Adopt your case story around these factors in order to create a compelling, emotional story. Other factors are important too.  Most lawyers cannot restrain themselves from injecting into their story excessive details of dates, names and other information that distracts the listener from the central story. A good story is a big picture story. It has an attention grabbing introduction, a curiosity factor to hear the rest of the story and a conclusion with an objective for action. People generally are visual and the introduction of attention attracting visual aids can be important in storytelling. Other basics include  a central theme and the use of  mnemonic devices such as the “the rule of the three P’s.” For example, “they failed to plan, prepare and prevent.” There is also a well-established rule of three. When we list items we should not list more than three at a time. Research indicates that lists of three are remembered most easily. Storytelling should involve as many of the senses as possible in order to create a mental  connection. For example, describing the sound of the shattering of glass or the squeal of tires can make the situation real if done with sincerity.

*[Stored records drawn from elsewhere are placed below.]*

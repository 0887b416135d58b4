use crate::core::dodge::{DodgeEngine, DodgeEvent, FrameSample, PointerState, PHRASE_LIFETIME_MS};
use crate::dom;
use crate::view;
use glam::Vec2;
use instant::Instant;
use std::cell::RefCell;
use std::rc::Rc;
use wasm_bindgen::closure::Closure;
use wasm_bindgen::JsCast;
use web_sys as web;

pub struct FrameContext {
    pub engine: Rc<RefCell<DodgeEngine>>,
    pub pointer: Rc<RefCell<PointerState>>,

    pub document: web::Document,
    pub button: web::Element,

    pub started: Instant,
    pub events: Vec<DodgeEvent>,
}

impl FrameContext {
    pub fn frame(&mut self) {
        // Re-measure every frame; layout and resize changes feed straight
        // into the next tick.
        let rect = self.button.get_bounding_client_rect();
        let sample = FrameSample {
            pointer: self.pointer.borrow().as_vec2(),
            layout_origin: Vec2::new(rect.left() as f32, rect.top() as f32),
            size: Vec2::new(rect.width() as f32, rect.height() as f32),
            viewport: dom::viewport_size(),
            now_ms: self.started.elapsed().as_secs_f64() * 1000.0,
        };

        self.events.clear();
        self.engine.borrow_mut().tick(&sample, &mut self.events);

        for ev in &self.events {
            match ev {
                DodgeEvent::Detached => {
                    log::info!("[dodge] pointer got close; button leaves layout flow");
                }
                DodgeEvent::Phrase { text, origin } => {
                    view::spawn_phrase(&self.document, text, *origin, PHRASE_LIFETIME_MS);
                }
            }
        }

        let engine = self.engine.borrow();
        if engine.is_floating() {
            let pos = engine.position();
            // The whole style attribute is rewritten each frame, so the size
            // measured above has to come along with the position.
            _ = self.button.set_attribute(
                "style",
                &format!(
                    "position:fixed;left:{:.1}px;top:{:.1}px;width:{:.1}px;height:{:.1}px;margin:0",
                    pos.x, pos.y, sample.size.x, sample.size.y
                ),
            );
        }
    }
}

pub fn start_loop(frame_ctx: Rc<RefCell<FrameContext>>) {
    let tick: Rc<RefCell<Option<Closure<dyn FnMut()>>>> = Rc::new(RefCell::new(None));
    let tick_clone = tick.clone();
    let frame_ctx_tick = frame_ctx.clone();
    *tick.borrow_mut() = Some(Closure::wrap(Box::new(move || {
        frame_ctx_tick.borrow_mut().frame();
        if let Some(w) = web::window() {
            _ = w.request_animation_frame(
                tick_clone
                    .borrow()
                    .as_ref()
                    .unwrap()
                    .as_ref()
                    .unchecked_ref(),
            );
        }
    }) as Box<dyn FnMut()>));
    if let Some(w) = web::window() {
        _ = w.request_animation_frame(tick.borrow().as_ref().unwrap().as_ref().unchecked_ref());
    }
}
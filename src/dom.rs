use glam::Vec2;
use wasm_bindgen::JsCast;
use web_sys as web;

#[inline]
pub fn window_document() -> Option<web::Document> {
    web::window().and_then(|w| w.document())
}

#[inline]
pub fn add_click_listener(
    document: &web::Document,
    element_id: &str,
    mut handler: impl FnMut() + 'static,
) {
    if let Some(el) = document.get_element_by_id(element_id) {
        let closure =
            wasm_bindgen::closure::Closure::wrap(Box::new(move || handler()) as Box<dyn FnMut()>);
        let _ = el.add_event_listener_with_callback("click", closure.as_ref().unchecked_ref());
        closure.forget();
    }
}

/// Viewport size in CSS pixels, the same coordinate space pointer events
/// report in.
pub fn viewport_size() -> Vec2 {
    match web::window() {
        Some(w) => {
            let width = w.inner_width().ok().and_then(|v| v.as_f64()).unwrap_or(0.0);
            let height = w.inner_height().ok().and_then(|v| v.as_f64()).unwrap_or(0.0);
            Vec2::new(width as f32, height as f32)
        }
        None => Vec2::ZERO,
    }
}

/// Detach `el` from the document after `delay_ms`. Removing an
/// already-detached node is a no-op, so overlapping removals are harmless.
pub fn remove_after(el: web::Element, delay_ms: i32) {
    if let Some(w) = web::window() {
        let cb = wasm_bindgen::closure::Closure::once_into_js(move || el.remove());
        let _ = w.set_timeout_with_callback_and_timeout_and_arguments_0(
            cb.unchecked_ref(),
            delay_ms,
        );
    }
}
use rand::prelude::*;

pub const CONFETTI_COUNT: usize = 100;
pub const CONFETTI_LIFETIME_MS: f64 = 5000.0;
pub const CONFETTI_FALL_MIN_SECS: f32 = 3.0;
pub const CONFETTI_FALL_SPAN_SECS: f32 = 2.0;

pub const CONFETTI_COLORS: &[&str] = &["#f43f5e", "#ec4899", "#d946ef", "#a855f7", "#ffffff"];

/// One particle of a celebration burst, described in CSS-ready units: a
/// horizontal drop position in `vw`, a fall duration in seconds, and uniform
/// opacity/scale jitter.
#[derive(Clone, Debug, PartialEq)]
pub struct ConfettiPiece {
    pub color: &'static str,
    pub left_vw: f32,
    pub fall_secs: f32,
    pub opacity: f32,
    pub scale: f32,
}

/// Roll one full burst. Fall durations land in [3, 5) seconds, so every
/// piece finishes falling before the `CONFETTI_LIFETIME_MS` removal sweep.
pub fn confetti_burst(rng: &mut StdRng) -> Vec<ConfettiPiece> {
    (0..CONFETTI_COUNT)
        .map(|_| ConfettiPiece {
            color: CONFETTI_COLORS.choose(rng).copied().unwrap_or("#ffffff"),
            left_vw: rng.gen::<f32>() * 100.0,
            fall_secs: CONFETTI_FALL_MIN_SECS + rng.gen::<f32>() * CONFETTI_FALL_SPAN_SECS,
            opacity: rng.gen(),
            scale: rng.gen(),
        })
        .collect()
}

Our story should conclude  with something powerful. In May 1912, after a three month trial where Clarence Darrow was accused of attempting to bribe a juror, he argued on his own behalf and concluded  with these words:

“I have friends through the length and breath of the land and these are the poor and the weak and the helpless  to whose cause I have given voice. If you should convict me there will be people who will applaud your act, but if in your judgment and your wisdom and your humanity you believe me innocent and return a verdict of not guilty in this case, I know the tens of thousands of the weak and the poor and helpless throughout the world will give thanks to this jury for saving liberty and my name.”

The newspapers reported that the judge and several of the jurors were weeping when he concluded his argument. It took the jury 34 minutes to return with a not guilty verdict.

This is a classic example of a powerful conclusion by a masterful storyteller. This is also what we must learn as trial lawyers. Storytelling is a return to our roots. It is the basic way in which we should communicate when we want to capture the minds and hearts of others.  Learning to be a great storyteller should be the goal of every trial lawyer who wants excellence.